___ THE DATA

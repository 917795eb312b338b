//! Flat-parallel multiply: rows partitioned across scoped threads.

use crate::RunResult;
use std::thread;
use std::time::Instant;

/// Row-parallel matrix multiplication.
///
/// Splits the n rows of C into balanced contiguous chunks, one per
/// worker, carved out with `split_at_mut` so every thread holds an
/// exclusive `&mut` over its own rows. A and B are shared read-only.
/// The scope joins all workers before the elapsed time is read.
///
/// A requested thread count of 0 is clamped to 1, and counts above n
/// are clamped to n (a thread with no rows would be pure overhead).
/// The clamped count is what the returned result reports.
pub fn matmul_row_parallel(
    a: &[f64],
    b: &[f64],
    c: &mut [f64],
    n: usize,
    num_threads: usize,
) -> RunResult {
    let threads = num_threads.max(1).min(n);

    let start = Instant::now();

    thread::scope(|s| {
        let mut rest = &mut c[..];
        for tid in 0..threads {
            let (row_start, row_end) = chunk_bounds(n, threads, tid);
            let (mine, tail) =
                std::mem::take(&mut rest).split_at_mut((row_end - row_start) * n);
            rest = tail;

            s.spawn(move || {
                multiply_rows(a, b, mine, n, row_start, row_end);
            });
        }
        debug_assert!(rest.is_empty());
    });

    RunResult {
        elapsed: start.elapsed().as_secs_f64(),
        threads,
    }
}

/// i-j-k multiply over rows `row_start..row_end`, writing into `c_rows`,
/// which holds exactly those rows of C.
fn multiply_rows(
    a: &[f64],
    b: &[f64],
    c_rows: &mut [f64],
    n: usize,
    row_start: usize,
    row_end: usize,
) {
    for (local_i, i) in (row_start..row_end).enumerate() {
        for j in 0..n {
            for k in 0..n {
                c_rows[local_i * n + j] += a[i * n + k] * b[k * n + j];
            }
        }
    }
}

/// Bounds of chunk `tid` when `items` are spread over `chunks` workers.
///
/// The first `items % chunks` workers get one extra item, so chunk sizes
/// never differ by more than one.
pub(crate) fn chunk_bounds(items: usize, chunks: usize, tid: usize) -> (usize, usize) {
    let base = items / chunks;
    let extra = items % chunks;
    let start = tid * base + tid.min(extra);
    let end = start + base + usize::from(tid < extra);
    (start, end)
}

______

For every entry above, give it back exactly as written.

repository 917795eb312b338b
//! Flat-parallel multiply: rows partitioned across scoped threads.

use crate::RunResult;
use std::thread;
use std::time::Instant;

/// Row-parallel matrix multiplication.
///
/// Splits the n rows of C into balanced contiguous chunks, one per
/// worker, carved out with `split_at_mut` so every thread holds an
/// exclusive `&mut` over its own rows. A and B are shared read-only.
/// The scope joins all workers before the elapsed time is read.
///
/// A requested thread count of 0 is clamped to 1, and counts above n
/// are clamped to n (a thread with no rows would be pure overhead).
/// The clamped count is what the returned result reports.
pub fn matmul_row_parallel(
    a: &[f64],
    b: &[f64],
    c: &mut [f64],
    n: usize,
    num_threads: usize,
) -> RunResult {
    let threads = num_threads.max(1).min(n);

    let start = Instant::now();

    thread::scope(|s| {
        let mut rest = &mut c[..];
        for tid in 0..threads {
            let (row_start, row_end) = chunk_bounds(n, threads, tid);
            let (mine, tail) =
                std::mem::take(&mut rest).split_at_mut((row_end - row_start) * n);
            rest = tail;

            s.spawn(move || {
                multiply_rows(a, b, mine, n, row_start, row_end);
            });
        }
        debug_assert!(rest.is_empty());
    });

    RunResult {
        elapsed: start.elapsed().as_secs_f64(),
        threads,
    }
}

/// i-j-k multiply over rows `row_start..row_end`, writing into `c_rows`,
/// which holds exactly those rows of C.
fn multiply_rows(
    a: &[f64],
    b: &[f64],
    c_rows: &mut [f64],
    n: usize,
    row_start: usize,
    row_end: usize,
) {
    for (local_i, i) in (row_start..row_end).enumerate() {
        for j in 0..n {
            for k in 0..n {
                c_rows[local_i * n + j] += a[i * n + k] * b[k * n + j];
            }
        }
    }
}

/// Bounds of chunk `tid` when `items` are spread over `chunks` workers.
///
/// The first `items % chunks` workers get one extra item, so chunk sizes
/// never differ by more than one.
pub(crate) fn chunk_bounds(items: usize, chunks: usize, tid: usize) -> (usize, usize) {
    let base = items / chunks;
    let extra = items % chunks;
    let start = tid * base + tid.min(extra);
    let end = start + base + usize::from(tid < extra);
    (start, end)
}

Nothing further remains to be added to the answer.